*** Begin section ***

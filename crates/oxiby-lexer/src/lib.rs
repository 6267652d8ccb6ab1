use oxiby_language::{Language, LexPattern, Symbol};
use text_size::{TextRange, TextSize};

/// One scanned token. `range` covers the significant text; extras scanned
/// around it are recorded as leading/trailing trivia lengths so the token
/// stream stays lossless.
#[derive(Debug, Clone, Copy, PartialEq, Eq)]
pub struct Token {
    pub kind: Symbol,
    pub range: TextRange,
    pub leading_len: TextSize,
    pub trailing_len: TextSize,
}

impl Token {
    pub fn is_end(&self) -> bool {
        self.kind == Symbol::END
    }
}

/// Table-driven scanner over a language definition's lexical rules.
///
/// Longest match wins; on a length tie a literal rule beats a pattern rule,
/// so keywords shadow identifiers. Bytes no rule matches become one-char
/// `UNKNOWN` tokens for the parser's recovery to sweep up. Trivia between
/// two tokens attaches to the earlier token as trailing trivia; only the
/// first token (and an all-trivia input's end token) carries leading trivia.
pub struct Lexer<'a> {
    language: &'a Language,
    text: &'a str,
    pos: usize,
}

impl<'a> Lexer<'a> {
    pub fn new(language: &'a Language, text: &'a str) -> Self {
        Self { language, text, pos: 0 }
    }

    pub fn next_token(&mut self) -> Token {
        let leading_start = self.pos;
        self.skip_extras();
        let leading_len = TextSize::new((self.pos - leading_start) as u32);

        let start = self.pos;
        if start == self.text.len() {
            return Token {
                kind: Symbol::END,
                range: TextRange::empty(TextSize::new(start as u32)),
                leading_len,
                trailing_len: TextSize::new(0),
            };
        }

        let (kind, len) = self.match_token(start);
        self.pos = start + len;
        let range =
            TextRange::new(TextSize::new(start as u32), TextSize::new(self.pos as u32));

        let trailing_start = self.pos;
        self.skip_extras();
        let trailing_len = TextSize::new((self.pos - trailing_start) as u32);

        Token { kind, range, leading_len, trailing_len }
    }

    fn skip_extras(&mut self) {
        let raw = self.language.raw();
        loop {
            let rest = &self.text[self.pos..];
            let advanced = raw
                .lex_rules
                .iter()
                .filter(|rule| raw.symbol(rule.symbol).extra)
                .filter_map(|rule| match_len(&rule.pattern, rest))
                .max();
            match advanced {
                Some(len) if len > 0 => self.pos += len,
                _ => break,
            }
        }
    }

    fn match_token(&self, start: usize) -> (Symbol, usize) {
        let raw = self.language.raw();
        let rest = &self.text[start..];

        let mut best: Option<(usize, bool, Symbol)> = None;
        for rule in raw.lex_rules.iter().filter(|rule| !raw.symbol(rule.symbol).extra) {
            let Some(len) = match_len(&rule.pattern, rest) else { continue };
            if len == 0 {
                continue;
            }
            let literal = matches!(rule.pattern, LexPattern::Literal(_));
            let better = match best {
                None => true,
                Some((best_len, best_literal, _)) => {
                    len > best_len || (len == best_len && literal && !best_literal)
                }
            };
            if better {
                best = Some((len, literal, rule.symbol));
            }
        }

        match best {
            Some((len, _, symbol)) => (symbol, len),
            None => {
                let char_len =
                    rest.chars().next().map_or(1, char::len_utf8);
                (Symbol::UNKNOWN, char_len)
            }
        }
    }
}

fn match_len(pattern: &LexPattern, rest: &str) -> Option<usize> {
    match pattern {
        LexPattern::Literal(text) => rest.starts_with(&**text).then(|| text.len()),
        LexPattern::LowerIdent => {
            let first = rest.as_bytes().first()?;
            if !(first.is_ascii_lowercase() || *first == b'_') {
                return None;
            }
            Some(1 + ident_continue_len(&rest[1..], true))
        }
        LexPattern::UpperIdent => {
            let first = rest.as_bytes().first()?;
            if !first.is_ascii_uppercase() {
                return None;
            }
            Some(1 + ident_continue_len(&rest[1..], false))
        }
        LexPattern::Integer => {
            let len = digit_len(rest);
            (len > 0).then_some(len)
        }
        LexPattern::Float => {
            let whole = digit_len(rest);
            if whole == 0 || rest.as_bytes().get(whole) != Some(&b'.') {
                return None;
            }
            let fraction = digit_len(&rest[whole + 1..]);
            (fraction > 0).then_some(whole + 1 + fraction)
        }
        LexPattern::String => {
            if !rest.starts_with('"') {
                return None;
            }
            let close = rest[1..].find('"')?;
            Some(close + 2)
        }
        LexPattern::LineComment => {
            if !rest.starts_with("//") {
                return None;
            }
            let body = rest[2..].find('\n').unwrap_or(rest.len() - 2);
            Some(2 + body)
        }
        LexPattern::Whitespace => {
            let len: usize =
                rest.chars().take_while(|c| c.is_whitespace()).map(char::len_utf8).sum();
            (len > 0).then_some(len)
        }
    }
}

fn ident_continue_len(rest: &str, allow_underscore: bool) -> usize {
    rest.bytes()
        .take_while(|byte| {
            byte.is_ascii_alphanumeric() || (allow_underscore && *byte == b'_')
        })
        .count()
}

fn digit_len(rest: &str) -> usize {
    rest.bytes().take_while(u8::is_ascii_digit).count()
}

*** End section ***

Brief
Copy out each line of the records that holds the string "TextSize".

Written reply
use text_size::{TextRange, TextSize};
    pub leading_len: TextSize,
    pub trailing_len: TextSize,
        let leading_len = TextSize::new((self.pos - leading_start) as u32);
                range: TextRange::empty(TextSize::new(start as u32)),
                trailing_len: TextSize::new(0),
            TextRange::new(TextSize::new(start as u32), TextSize::new(self.pos as u32));
        let trailing_len = TextSize::new((self.pos - trailing_start) as u32);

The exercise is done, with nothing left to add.